Esta es la podredumbre heredada por Javier Milei, que supera en mucho, a las calamidades simplemente económicas. En muchos aspectos (salvando las diferencias, claro está) el escenario se parece bastante al que enfrentaron los países que habían estado bajo el dominio de la Unión Soviética tras la finalización de la Segunda Guerra Mundial. El choque cultural que debe atravesar un país que estaba acostumbrado a que sobre él cayeran, como rebencazos, solo “prohibiciones” y “obligatoriedades” es de una dimensión bíblica. Que de pronto te digan “tu vida depende de vos, hermano” para alguien que estuvo sinceramente convencido que alguien iba a proveer sus necesidades, debe ser un hecho casi imposible de definir con palabras.
Reitero que esto viene acompañado de la destrucción de la confianza en el Estado, porque el Estado demostró que es permeable a su copamiento por delincuentes, que, efectivamente además, probaron su inmensa capacidad de robo. Entonces ahora, entendiblemente, el péndulo ha virado bruscamente para el otro extremo.
Tomemos, por ejemplo el interesante caso, planteado el sábado por Héctor Guyot en su columna de contratapa de La Nación. ¿Quién podría dudar de los aspectos positivos de la tecnología, la IA y los demás adelantos de la ingeniosidad humana?
Pero al lado de eso, Héctor anota bien los peligros que pueden acarrear los efectos colaterales de su uso. La tendencia natural del ser humano a pedir que “alguien se ocupe” nos vuelve a hacer girar nuestro cuello hacia el Estado. Por alguna razón mágica o cultural creemos que si hay que someter a esos avances a alguna regulación, esa regulación debería ser impuesta por el Estado… Una nueva “obligatoriedad” o alguna nueva “prohibición”, según como se lo vea.
El círculo vicioso vuelve a presentarse: con restricciones, el vuelo de la inventiva se detendrá y con él también se dejarán de tener los efectos positivos de la inventiva.
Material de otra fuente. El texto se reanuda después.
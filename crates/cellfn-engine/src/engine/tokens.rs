//! Placeholder token extraction from formula text.
//!
//! A formula body like `B1 * rate + tax(B2)` contains three kinds of
//! identifier-shaped substrings: cell references (`B1`, `B2`), free
//! parameter names (`rate`), and function call names (`tax`). The
//! expansion core only cares about the first two, so extraction builds a
//! map from each placeholder token to what it denotes:
//!
//! - tokens in A1 notation denote a cell
//! - any other bare identifier denotes a parameter name
//! - identifiers immediately followed by `(`, and the literal keywords
//!   `true`/`false`/`if`/`else`, are not placeholders at all
//!
//! References inside string literals are ignored, same as dependency
//! extraction ignores them.

use regex::Regex;
use serde::{Deserialize, Serialize};
use std::collections::BTreeMap;
use std::sync::OnceLock;

use super::cell_ref::CellRef;

/// What a placeholder token in a formula body stands for.
#[derive(Clone, Debug, PartialEq, Eq, Serialize, Deserialize)]
pub enum TokenReferent {
    /// A free variable of the surrounding definition.
    Parameter(String),
    /// A reference to another cell on the grid.
    Cell(CellRef),
}

/// Placeholder token -> referent. Each token appears once no matter how
/// often it occurs in the text; BTreeMap keeps iteration deterministic.
pub type TokenMap = BTreeMap<String, TokenReferent>;

const KEYWORDS: [&str; 4] = ["true", "false", "if", "else"];

/// Extract the placeholder token map from a formula body.
pub fn extract_tokens(body: &str) -> TokenMap {
    let mut tokens = TokenMap::new();

    // Ignore identifiers inside string literals.
    let body = strip_string_literals(body);

    for caps in ident_re().captures_iter(&body) {
        let m = caps.get(1).expect("identifier capture group is present");
        let token = m.as_str();

        if KEYWORDS.contains(&token) {
            continue;
        }
        // An identifier directly followed by `(` is a function call name.
        if body[m.end()..].trim_start().starts_with('(') {
            continue;
        }

        let referent = match CellRef::from_str(token) {
            Some(cell) => TokenReferent::Cell(cell),
            None => TokenReferent::Parameter(token.to_string()),
        };
        tokens.insert(token.to_string(), referent);
    }

    tokens
}

fn ident_re() -> &'static Regex {
    static IDENT_RE: OnceLock<Regex> = OnceLock::new();
    IDENT_RE.get_or_init(|| {
        Regex::new(r"\b([A-Za-z_][A-Za-z0-9_]*)\b")
            .expect("placeholder identifier regex must compile")
    })
}

fn strip_string_literals(text: &str) -> String {
    let mut out = String::with_capacity(text.len());
    let mut in_string = false;
    let mut escaped = false;

    for ch in text.chars() {
        if in_string {
            if escaped {
                escaped = false;
                out.push(' ');
                continue;
            }
            if ch == '\\' {
                escaped = true;
                out.push(' ');
                continue;
            }
            if ch == '"' {
                in_string = false;
                out.push('"');
            } else {
                out.push(' ');
            }
        } else if ch == '"' {
            in_string = true;
            out.push('"');
        } else {
            out.push(ch);
        }
    }

    out
}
Eso sin contar el hecho de que algún pillo negocie, desde los sillones del Estado, “compensaciones por debajo de la mesa” para las “víctimas” de las regulaciones, de las que ambos (el funcionario y el “inventivo”) saquen tajada.
La vida tiene riesgos. Aspirar a construir una vida sin riesgo alguno en donde todo esté previsto, desde el nivel de plomo en la nafta hasta qué uso se puede hacer de la IA (como quizás haya sido el utópico horizonte perseguido por -ponele- comunistas honestos del siglo XIX, -claramente no el de los asesinos como Lenin, Stalin, Castro o Guevara) no es, sencillamente, posible.
La plausible aspiración al progreso que -quiero suponer- tiene la humanidad viene acompañada con sus costados algo más sombríos. El que quiera terminar con las sombras también terminará con la luz.
Los mecanismos “estatales” para inventar una luz “tenue” o conseguir lo mejor de los dos mundos (el progreso de la libertad con la ausencia de riesgos de un mundo sin libertad o con libertades acotadas) ha fracasado en una mezcla de medianías y corrupciones.
Europa, por lejos el experimento racionalista más elaborado de la historia humana para intentar lograr ese equilibrio ideal, muestra serios problemas de convivencia, cuando no se envuelve, directamente, en guerras horribles que enfrentan regímenes por lo general horrorosos. Y ese es, reitero, el modelo que cualquier “social-demócrata” (vuelvo a usar mi categoría híper simplista del principio) te enrostra cuando quiere demostrarte la superioridad de su idea.
Con todo, el argentino es un caso, a su vez, muy especial. No se puede destronar un extremo de desatinos con medias tintas: no te digo que haya que implementar desatinos de sentido opuesto, pero sí una firmísima convicción para hacer blanco donde se había hecho negro y negro donde se había hecho blanco.
Si después de completado ese período de demolición, alguien consigue encontrar el santo grial de la diagonal que conecte la necesaria libertad que tienen que tener los diferentes para que nos entreguen lo que precisamos (a cambio, por supuesto, de que el fruto de su trabajo y de su inventiva sea recompensado como corresponde) con la razonabilidad que acote los riesgos del vuelo de esa inventiva, bienvenido sea.
Pero si por evitar que se inventara la bomba atómica alguien hubiera truncado el genio de Einstein la humanidad habría perdido, probablemente, mucho más que las víctimas de Hiroshima y Nagasaki.
La Argentina necesitaría 150 mil millones de dólares de dinero fresco para salir catapultada hacia la afluencia y una calidad de vida buena. Eso es algo así como un tercio de los que los argentinos tienen ahorrado en dólares en el país y en el exterior (sin hablar del interés que podrían tener en venir aquellos que no son argentinos). Si, por evitar que los dueños de esas fortunas sean eventualmente más ricos aún, no construimos las bases jurídicas y políticas que los convenzan de que la traigan, el país seguirá navegando en la mediocridad. Lleno de versos románticos. Pero mediocre.
Para concluir, digamos también, que la Argentina alguna vez deberá preguntarse cuándo y cómo empezó el proceso que permitió que la sociedad eligiera “democráticamente” delincuentes para que la gobiernen. Porque los delincuentes no cayeron de un asteroide, eh…: fueron votados por nosotros.
Hasta que alguien no indague los motivos por los cuales se destruyeron los pilares educativos construidos por Sarmiento y Roca (que eran los que permitían que se accediera a la igualdad posible por la vía de igualar las herramientas de todos más allá de la “suerte” que uno pudiera haber tenido por nacer en un entorno u otro) el misterio del huevo de la serpiente no se resolverá.
Es en esa pauperización, a la que el colectivismo sometió a la educación argentina, en donde deberían empezar a buscarse las respuestas a todo lo que siguió.